Exec stipend draws criticism at Saint Mary's

Two weeks ago the Saint Mary's Student Government Association (SGA) Executive Board voted to approve the 2008-2009 SGA budget during a meeting that left student body president Mickey Gruscinski feeling "disillusioned" and caused her to "strongly consider resignation."

While Gruscinski has since told The Observer she has rethought her declaration that she would resign, she has publicly spoken out against the budget, which contains a $20,000 stipend that executive treasurer Mo Weaver said "the executives would receive for being executives" at a Board of Governance (BOG) meeting on Oct. 1.

The budget failed to pass with the two-thirds majority required for approval at an Oct. 8 meeting. The Executive Board had to then go back and revise the budget and that revised budget will be voted upon at tonight's BOG meeting.

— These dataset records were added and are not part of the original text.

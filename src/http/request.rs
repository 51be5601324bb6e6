//! Request and response values passed through the client pipeline
//!
//! [`ApiRequest`] is a plain, cloneable description of one API call. It is
//! never mutated in place by the pipeline: the decorator produces a decorated
//! copy, and a replay is a fresh copy marked [`Attempt::Replay`]. This keeps
//! the "already retried" marker explicit instead of hiding it in shared state.

use bytes::Bytes;
use reqwest::header::{HeaderMap, HeaderName, HeaderValue, AUTHORIZATION, CONTENT_TYPE};
use reqwest::{Method, StatusCode};
use serde::de::DeserializeOwned;
use serde::Serialize;
use uuid::Uuid;

use crate::error::{ClientError, Result};

/// Which authentication cycle a request belongs to.
#[derive(Debug, Clone, Copy, PartialEq, Eq, Default)]
pub enum Attempt {
    /// First dispatch; a 401 may trigger a session refresh.
    #[default]
    Initial,
    /// Re-sent after a refresh; a 401 is surfaced to the caller as-is.
    Replay,
}

impl Attempt {
    /// Returns `true` for [`Attempt::Replay`].
    pub fn is_replay(self) -> bool {
        matches!(self, Self::Replay)
    }
}

/// One outbound API call.
///
/// # Examples
///
/// ```
/// use unionsite::http::ApiRequest;
///
/// let request = ApiRequest::post("/news")
///     .json(&serde_json::json!({ "title": "Welcome week" }))
///     .unwrap()
///     .query("draft", "true");
///
/// assert_eq!(request.method.as_str(), "POST");
/// assert_eq!(request.path, "/news");
/// assert!(request.bearer_token().is_none());
/// ```
#[derive(Debug, Clone)]
pub struct ApiRequest {
    /// Identifier used to correlate log lines for this call and its replay.
    pub id: Uuid,
    /// HTTP method.
    pub method: Method,
    /// Path relative to the API base URL (or an absolute URL).
    pub path: String,
    /// Query string parameters, in order.
    pub query: Vec<(String, String)>,
    /// Request headers.
    pub headers: HeaderMap,
    /// Raw request body.
    pub body: Option<Bytes>,
    /// Authentication cycle marker.
    pub attempt: Attempt,
}

impl ApiRequest {
    /// Creates a request with no body, headers, or query parameters.
    pub fn new(method: Method, path: impl Into<String>) -> Self {
        Self {
            id: Uuid::new_v4(),
            method,
            path: path.into(),
            query: Vec::new(),
            headers: HeaderMap::new(),
            body: None,
            attempt: Attempt::Initial,
        }
    }

    /// `GET` request.
    pub fn get(path: impl Into<String>) -> Self {
        Self::new(Method::GET, path)
    }

    /// `POST` request.
    pub fn post(path: impl Into<String>) -> Self {
        Self::new(Method::POST, path)
    }

    /// `PUT` request.
    pub fn put(path: impl Into<String>) -> Self {
        Self::new(Method::PUT, path)
    }

    /// `PATCH` request.
    pub fn patch(path: impl Into<String>) -> Self {
        Self::new(Method::PATCH, path)
    }

    /// `DELETE` request.
    pub fn delete(path: impl Into<String>) -> Self {
        Self::new(Method::DELETE, path)
    }

    /// Serializes `body` as JSON and sets `Content-Type: application/json`.
    pub fn json<T: Serialize + ?Sized>(mut self, body: &T) -> Result<Self> {
        let bytes = serde_json::to_vec(body)?;
        self.headers
            .insert(CONTENT_TYPE, HeaderValue::from_static("application/json"));
        self.body = Some(Bytes::from(bytes));
        Ok(self)
    }

    /// Sets a raw body.
    pub fn body(mut self, body: impl Into<Bytes>) -> Self {
        self.body = Some(body.into());
        self
    }

    /// Appends a query parameter.
    pub fn query(mut self, key: impl Into<String>, value: impl Into<String>) -> Self {
        self.query.push((key.into(), value.into()));
        self
    }

    /// Sets a header, replacing any previous value.
    pub fn header(mut self, name: &str, value: &str) -> Result<Self> {
        let name = HeaderName::from_bytes(name.as_bytes())
            .map_err(|e| ClientError::InvalidRequest(format!("invalid header name {name:?}: {e}")))?;
        let value = HeaderValue::from_str(value)
            .map_err(|e| ClientError::InvalidRequest(format!("invalid header value: {e}")))?;
        self.headers.insert(name, value);
        Ok(self)
    }

    /// Returns a copy marked as belonging to the given cycle.
    pub fn with_attempt(mut self, attempt: Attempt) -> Self {
        self.attempt = attempt;
        self
    }

    /// Returns the token carried in `Authorization: Bearer <token>`, if any.
    pub fn bearer_token(&self) -> Option<&str> {
        self.headers
            .get(AUTHORIZATION)
            .and_then(|v| v.to_str().ok())
            .and_then(|v| v.strip_prefix("Bearer "))
    }
}

/// A complete HTTP response with its body buffered.
#[derive(Debug, Clone)]
pub struct ApiResponse {
    /// HTTP status.
    pub status: StatusCode,
    /// Response headers.
    pub headers: HeaderMap,
    /// Response body.
    pub body: Bytes,
}

impl ApiResponse {
    /// Creates a response with no headers.
    pub fn new(status: StatusCode, body: impl Into<Bytes>) -> Self {
        Self {
            status,
            headers: HeaderMap::new(),
            body: body.into(),
        }
    }

    /// Returns `true` for 2xx statuses.
    pub fn is_success(&self) -> bool {
        self.status.is_success()
    }

    /// Returns `true` for `401 Unauthorized`.
    pub fn is_unauthorized(&self) -> bool {
        self.status == StatusCode::UNAUTHORIZED
    }

    /// Body decoded as UTF-8 (lossy).
    pub fn text(&self) -> String {
        String::from_utf8_lossy(&self.body).into_owned()
    }

    /// Body deserialized from JSON.
    pub fn json<T: DeserializeOwned>(&self) -> Result<T> {
        Ok(serde_json::from_slice(&self.body)?)
    }

    /// Converts a non-2xx response into [`ClientError::Status`].
    pub fn error_for_status(self) -> Result<Self> {
        if self.is_success() {
            Ok(self)
        } else {
            Err(ClientError::Status {
                status: self.status.as_u16(),
                body: self.text(),
            })
        }
    }
}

The Executive Board meeting, BOG meeting and subsequent discussions on the topic among members of BOG and the student body has caused some students to question whether or not the Executive Board should receive a stipend and one student serving on a board under one of the Executives resigned for "personal reasons and beliefs" dealing with the stipend.

Jasmine Saavedra, the secretary of the Student Diversity Board (SDB) announced her resignation from the position on Tuesday.

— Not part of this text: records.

//! Single-flight session refresh
//!
//! When an authenticated request comes back `401 Unauthorized`, the access
//! token has expired. Many requests are usually in flight at once, and each
//! of them will see the same 401. [`RefreshCoordinator`] makes sure only one
//! refresh call is made for all of them:
//!
//! ```text
//!            401 (initial attempt)              refresh ok
//!   Idle ─────────────────────────▶ Refreshing ───────────────▶ Idle
//!                                     │  ▲        replay queue (FIFO)
//!                         401 while   │  │
//!                         refreshing  └──┘ enqueue
//!                                           refresh failed
//!                                   ───────────────────────────▶ Idle
//!                                     invalidate session, then fail queue
//! ```
//!
//! Every request that hits a 401, including the one that started the
//! refresh, becomes a [`PendingRequest`] holding a one-shot responder. The
//! refresh and the replays run on a spawned task, so a caller that gives up
//! cannot strand the machine in `Refreshing`.
//!
//! The check-and-set of the state happens under a `std::sync::Mutex` that is
//! never held across an `.await`.

use std::sync::atomic::{AtomicU64, Ordering};
use std::sync::{Arc, Mutex, MutexGuard};

use tokio::sync::oneshot;

use crate::auth::session::SessionInvalidator;
use crate::auth::store::CredentialStore;
use crate::auth::types::{Envelope, RefreshRequest, TokenPair};
use crate::error::{ClientError, Result};
use crate::http::decorator::RequestDecorator;
use crate::http::dispatcher::Dispatcher;
use crate::http::request::{ApiRequest, ApiResponse, Attempt};

/// Path of the refresh endpoint, relative to the API base URL.
pub const REFRESH_PATH: &str = "/auth/refresh-token";

/// Refresh machine state.
#[derive(Debug, Clone, Copy, PartialEq, Eq)]
pub enum RefreshState {
    /// No refresh in flight.
    Idle,
    /// A refresh call is in flight; 401s are queued.
    Refreshing,
}

/// A caller suspended until the in-flight refresh settles.
#[derive(Debug)]
pub struct PendingRequest {
    request: ApiRequest,
    responder: oneshot::Sender<Result<ApiResponse>>,
}

#[derive(Debug)]
struct Cycle {
    state: RefreshState,
    queue: Vec<PendingRequest>,
}

/// What a 401 handler decided to do under the lock.
enum Admission {
    /// Joined (or started) the refresh cycle; wait on the receiver.
    Queued {
        receiver: oneshot::Receiver<Result<ApiResponse>>,
        start: Option<String>,
    },
    /// A refresh already replaced the token this request was sent with.
    ReplayNow(String),
    /// Nothing to refresh with.
    NoRefreshToken,
}

/// Coordinates token refresh for one client.
///
/// Owned by one [`AuthClient`](crate::http::AuthClient) (and shared by its
/// clones); separate clients never share a refresh cycle.
#[derive(Debug)]
pub struct RefreshCoordinator {
    dispatcher: Arc<dyn Dispatcher>,
    decorator: RequestDecorator,
    store: CredentialStore,
    invalidator: SessionInvalidator,
    refresh_path: String,
    cycle: Mutex<Cycle>,
    refresh_calls: AtomicU64,
}

impl RefreshCoordinator {
    /// Creates a coordinator in the `Idle` state.
    pub fn new(
        dispatcher: Arc<dyn Dispatcher>,
        decorator: RequestDecorator,
        store: CredentialStore,
        invalidator: SessionInvalidator,
    ) -> Self {
        Self {
            dispatcher,
            decorator,
            store,
            invalidator,
            refresh_path: REFRESH_PATH.to_string(),
            cycle: Mutex::new(Cycle {
                state: RefreshState::Idle,
                queue: Vec::new(),
            }),
            refresh_calls: AtomicU64::new(0),
        }
    }

    /// Overrides the refresh endpoint path.
    pub fn with_refresh_path(mut self, path: impl Into<String>) -> Self {
        self.refresh_path = path.into();
        self
    }

    /// Current state.
    pub fn state(&self) -> RefreshState {
        self.lock_cycle().state
    }

    /// Number of requests waiting on the in-flight refresh.
    pub fn queued(&self) -> usize {
        self.lock_cycle().queue.len()
    }

    /// Number of refresh calls issued so far.
    pub fn refresh_calls(&self) -> u64 {
        self.refresh_calls.load(Ordering::SeqCst)
    }

    /// Recovers a request that failed with 401 on its initial attempt.
    ///
    /// `sent_with` is the access token the failed request carried. Resolves
    /// with the replayed response, or with the refresh error when the session
    /// could not be refreshed.
    pub async fn recover(
        self: &Arc<Self>,
        request: ApiRequest,
        sent_with: Option<String>,
    ) -> Result<ApiResponse> {
        let admission = self.admit(request.clone(), sent_with.as_deref());

        match admission {
            Admission::ReplayNow(token) => {
                tracing::debug!(
                    request_id = %request.id,
                    "Token already refreshed since dispatch; replaying directly"
                );
                self.replay(request, &token).await
            }
            Admission::NoRefreshToken => {
                tracing::warn!(
                    request_id = %request.id,
                    "Received 401 with no refresh token stored; ending session"
                );
                self.invalidator.invalidate();
                Err(ClientError::MissingRefreshToken)
            }
            Admission::Queued { receiver, start } => {
                if let Some(refresh_token) = start {
                    let coordinator = Arc::clone(self);
                    tokio::spawn(async move {
                        coordinator.run_cycle(refresh_token).await;
                    });
                }
                receiver.await.map_err(|_| {
                    ClientError::Authentication("session refresh was abandoned".to_string())
                })?
            }
        }
    }

    /// Synchronous check-and-set. No `.await` may happen in here.
    fn admit(&self, request: ApiRequest, sent_with: Option<&str>) -> Admission {
        let mut cycle = self.lock_cycle();

        if cycle.state == RefreshState::Refreshing {
            let (responder, receiver) = oneshot::channel();
            tracing::debug!(
                request_id = %request.id,
                position = cycle.queue.len(),
                "Refresh in flight; queueing request"
            );
            cycle.queue.push(PendingRequest { request, responder });
            return Admission::Queued {
                receiver,
                start: None,
            };
        }

        let current = self.read_or_none(self.store.access_token(), "access token");
        if let Some(current) = current {
            if sent_with != Some(current.as_str()) {
                return Admission::ReplayNow(current);
            }
        }

        let Some(refresh_token) = self.read_or_none(self.store.refresh_token(), "refresh token")
        else {
            return Admission::NoRefreshToken;
        };

        let (responder, receiver) = oneshot::channel();
        cycle.state = RefreshState::Refreshing;
        cycle.queue.push(PendingRequest { request, responder });
        Admission::Queued {
            receiver,
            start: Some(refresh_token),
        }
    }

    async fn run_cycle(self: Arc<Self>, refresh_token: String) {
        tracing::info!("Access token rejected; refreshing session");

        match self.refresh(&refresh_token).await {
            Ok(Some(tokens)) => {
                let pending = self.settle();
                tracing::info!(replays = pending.len(), "Session refreshed; replaying requests");

                // join_all polls in order, so replays are initiated FIFO.
                let token = tokens.access_token;
                let replays = pending.into_iter().map(|pending| {
                    let token = token.as_str();
                    let coordinator = &self;
                    async move {
                        let result = coordinator.replay(pending.request, token).await;
                        // The caller may have stopped waiting; that is fine.
                        let _ = pending.responder.send(result);
                    }
                });
                futures::future::join_all(replays).await;
            }
            Ok(None) => {
                let pending = self.settle();
                tracing::info!(
                    waiting = pending.len(),
                    "Session ended during refresh; discarding new tokens"
                );
                let error =
                    ClientError::Authentication("session ended while refreshing".to_string());
                for pending in pending {
                    let _ = pending.responder.send(Err(error.clone()));
                }
            }
            Err(error) => {
                tracing::warn!("Session refresh failed: {}", error);
                // Credentials go before the state leaves Refreshing, so a 401
                // racing this arm queues up instead of refreshing with the
                // rejected token.
                self.invalidator.invalidate();
                let pending = self.settle();
                tracing::debug!(waiting = pending.len(), "Failing queued requests");
                for pending in pending {
                    let _ = pending.responder.send(Err(error.clone()));
                }
            }
        }
    }

    /// Calls the refresh endpoint and persists the new pair.
    ///
    /// Resolves to `None` when the session was ended or replaced while the
    /// call was in flight; the minted pair is discarded.
    async fn refresh(&self, refresh_token: &str) -> Result<Option<TokenPair>> {
        self.refresh_calls.fetch_add(1, Ordering::SeqCst);

        let request = ApiRequest::post(self.refresh_path.as_str()).json(&RefreshRequest {
            refresh_token,
        })?;
        let request = self.decorator.decorate_anonymous(&request);

        let response = self.dispatcher.send(&request).await?.error_for_status()?;
        let envelope: Envelope<TokenPair> = response.json().map_err(|e| {
            ClientError::Authentication(format!("malformed refresh response: {}", e))
        })?;
        let tokens = envelope.data;
        if tokens.access_token.is_empty() {
            return Err(ClientError::Authentication(
                "refresh response carried an empty access token".to_string(),
            ));
        }

        // Save only if the session that was refreshed is still the stored one.
        self.invalidator.exclusive(|| -> Result<Option<TokenPair>> {
            if self.store.refresh_token()?.as_deref() != Some(refresh_token) {
                return Ok(None);
            }
            self.store.save_tokens(&tokens)?;
            Ok(Some(tokens))
        })
    }

    /// Re-sends `request` with `token`; a 401 here is final.
    async fn replay(&self, request: ApiRequest, token: &str) -> Result<ApiResponse> {
        let request = request.with_attempt(Attempt::Replay);
        let request = self.decorator.decorate_with_token(&request, Some(token));
        let response = self.dispatcher.send(&request).await?;
        if response.is_unauthorized() {
            tracing::warn!(
                request_id = %request.id,
                "Request rejected again after refresh; not retrying"
            );
        }
        response.error_for_status()
    }

    /// Drains the queue and returns to `Idle` in one step.
    fn settle(&self) -> Vec<PendingRequest> {
        let mut cycle = self.lock_cycle();
        cycle.state = RefreshState::Idle;
        std::mem::take(&mut cycle.queue)
    }

    fn lock_cycle(&self) -> MutexGuard<'_, Cycle> {
        // Nothing panics while holding the lock, but stay usable if it did.
        match self.cycle.lock() {
            Ok(guard) => guard,
            Err(poisoned) => poisoned.into_inner(),
        }
    }

    fn read_or_none(&self, value: Result<Option<String>>, what: &str) -> Option<String> {
        value.unwrap_or_else(|e| {
            tracing::warn!("Could not read stored {}: {}", what, e);
            None
        })
    }
}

"I have become aware that a stipend is being awarded to the president of all the major boards with the justification that they will be too involved to have an on [or] off campus job," Saavedra said. "In my opinion I don't think that is justification at all, not to mention that paying a student for involvement on campus will soon take the meaning away of leadership."

Saavedra said she doesn't believe it is fair for the president of a group to receive a stipend when the entire board works together to organize programs.

"I am simply making sure that students recognize that this stipend will break the unity that [Saint Mary's] so very much stands for and I want to have no involvement with that," she said.

Students are also questioning the SGA Constitution, which does not specifically state that the Executive Board can set aside a stipend for themselves, but also does not state that they cannot.

Student funds

According to the SGA Constitution, the Executive Board, consisting of Gruscinski, Weaver, student body vice president Sarah Falvey, chief of staff Lauren Theiss, Residence Hall Association (RHA) president Maura Clougherty, Student Activities Board (SAB) coordinator Michele Peterson, SDB President Adriana Rodriguez and executive secretary Jenny Hoffman, who has previously written for The Observer, is the Budget Committee which has to "recognize, amend if necessary and approve the SGA budget and allocations of funds prepared by the executive treasurer."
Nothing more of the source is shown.